J'avais
dix ans,
Et le monde me semblait grand,
De grandes personnes me disaient, mon enfant,
Tu verras lorsque tu seras grand,
Le monde n'est pas si grand,
Ni fait de grandes gens,
Juste de gens,
Qui naissent et meurent en peu de temps.
J'avais vingt ans,
Et il me semblait avoir le temps,
De voir la vie autrement,
Mais vingt ans je pensais avoir le temps,
Alors les projets avaient bien le temps.
J'avais trente ans et toujours battant,
Le travail quelques fois manquant,
Je courais après l'argent,
Amoureux rougissants,
Sans crier gare au tournant,
Voilà mes descendants,
Dehors ou bien dedans,
Nos chers enfants, cela fait quarante ans.

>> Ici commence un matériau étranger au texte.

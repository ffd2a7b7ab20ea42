//! PNG encoding of feature vector previews.

use std::io::Cursor;

use base64::{Engine as _, engine::general_purpose};
use fast_image_resize::Resizer;
use image::{GrayImage, ImageFormat};
use ink_scale::boxfilter::FeatureVector;
use ink_scale::preview::magnify;

use crate::error::{NormalizeError, NormalizeResult};

/// Magnify `features` by `scale` and encode the tile grid as a grayscale PNG.
pub fn encode_png(resizer: &mut Resizer, features: &FeatureVector, scale: u32) -> NormalizeResult<Vec<u8>> {
    let tiles = magnify(resizer, features, scale)?;
    let (w, h) = (tiles.width(), tiles.height());
    let image = GrayImage::from_raw(w, h, tiles.into_vec())
        .ok_or_else(|| NormalizeError::raster(format!("preview buffer does not match {}x{}", w, h)))?;

    let mut bytes = Vec::new();
    image.write_to(&mut Cursor::new(&mut bytes), ImageFormat::Png)?;
    Ok(bytes)
}

/// `data:image/png;base64,...` URI of the magnified preview, for HTML consumers.
pub fn png_data_uri(resizer: &mut Resizer, features: &FeatureVector, scale: u32) -> NormalizeResult<String> {
    let png = encode_png(resizer, features, scale)?;
    Ok(format!("data:image/png;base64,{}", general_purpose::STANDARD.encode(png)))
}

#[cfg(test)]
mod tests {
    use super::*;
    use ink_scale::boxfilter::box_downsample;
    use ink_scale::raster::RasterBuffer;

    fn checker() -> FeatureVector {
        let raster = RasterBuffer::from_vec(2, 2, vec![255, 0, 0, 255]).unwrap();
        box_downsample(&raster, 2, 2).unwrap()
    }

    #[test]
    fn png_decodes_to_magnified_tiles() {
        let png = encode_png(&mut Resizer::new(), &checker(), 4).unwrap();
        let decoded = image::load_from_memory_with_format(&png, ImageFormat::Png).unwrap().to_luma8();
        assert_eq!(decoded.dimensions(), (8, 8));
        assert_eq!(decoded.get_pixel(1, 1).0[0], 255);
        assert_eq!(decoded.get_pixel(6, 1).0[0], 0);
        assert_eq!(decoded.get_pixel(6, 6).0[0], 255);
    }

    #[test]
    fn data_uri_has_png_prefix() {
        let uri = png_data_uri(&mut Resizer::new(), &checker(), 2).unwrap();
        let payload = uri.strip_prefix("data:image/png;base64,").unwrap();
        let bytes = general_purpose::STANDARD.decode(payload).unwrap();
        assert_eq!(&bytes[1..4], b"PNG");
    }

    #[test]
    fn zero_scale_is_rejected() {
        let err = encode_png(&mut Resizer::new(), &checker(), 0).unwrap_err();
        assert_eq!(err.category(), "invalid_target_resolution");
    }
}
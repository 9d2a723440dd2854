//! In-memory storage backend for tests and ephemeral sessions.

use super::{Storage, StorageResult};
use crate::model::record::Record;
use crate::model::settings::Settings;
use std::cell::RefCell;
use std::rc::Rc;

/// Storage that keeps payloads in process memory.
///
/// Clones share the same underlying cell, so a test can keep a handle and
/// inspect what a store persisted. Single-threaded by design, matching the
/// core concurrency model.
#[derive(Debug, Clone, Default)]
pub struct MemoryStorage {
    inner: Rc<MemoryCell>,
}

#[derive(Debug, Default)]
struct MemoryCell {
    records: RefCell<Option<Vec<Record>>>,
    settings: RefCell<Option<Settings>>,
}

impl MemoryStorage {
    pub fn new() -> Self {
        Self::default()
    }

    /// Returns the last persisted collection, if any.
    pub fn persisted_records(&self) -> Option<Vec<Record>> {
        self.inner.records.borrow().clone()
    }
}

impl Storage for MemoryStorage {
    fn load_records(&self) -> StorageResult<Option<Vec<Record>>> {
        Ok(self.inner.records.borrow().clone())
    }

    fn save_records(&self, records: &[Record]) -> StorageResult<()> {
        *self.inner.records.borrow_mut() = Some(records.to_vec());
        Ok(())
    }

    fn load_settings(&self) -> StorageResult<Settings> {
        Ok(self.inner.settings.borrow().clone().unwrap_or_default())
    }

    fn save_settings(&self, settings: &Settings) -> StorageResult<()> {
        *self.inner.settings.borrow_mut() = Some(settings.clone());
        Ok(())
    }
}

J'avais quarante ans et encore souriant,
Courage et énergie débordants,
Je prenais la vie à pleines dents,
Les projets avançaient doucement,
On partageait nos vies de parents,
Soleil couchant soleil levant,
Ascendants et descendants,
Dans l'espoir que cela dure longtemps.
J'avais cinquante ans, les cheveux grisonnants,
Les enfants étaient grands,
Moi veillissant,
Je sentais l'âge prendre les devants,
Je prenais plus le temps,
Peut-être pour m'imaginer le temps en
suspens.
J'avais soixante ans,
Et j'étais toujours présent,
Déjà certains avaient pris les
devants,
Mon amour m'abandonnant,
Je pensais pourtant lui passer devant.
J'ai soixante dix ans,
Et il n'y a pas si longtemps,
Je disais à mes petits enfants
vous verrez lorsque vous serez grands,
Le monde n'est pas si grand,
Ni fait de grandes gens,
Juste de gens,
Qui naissent et courent après le temps.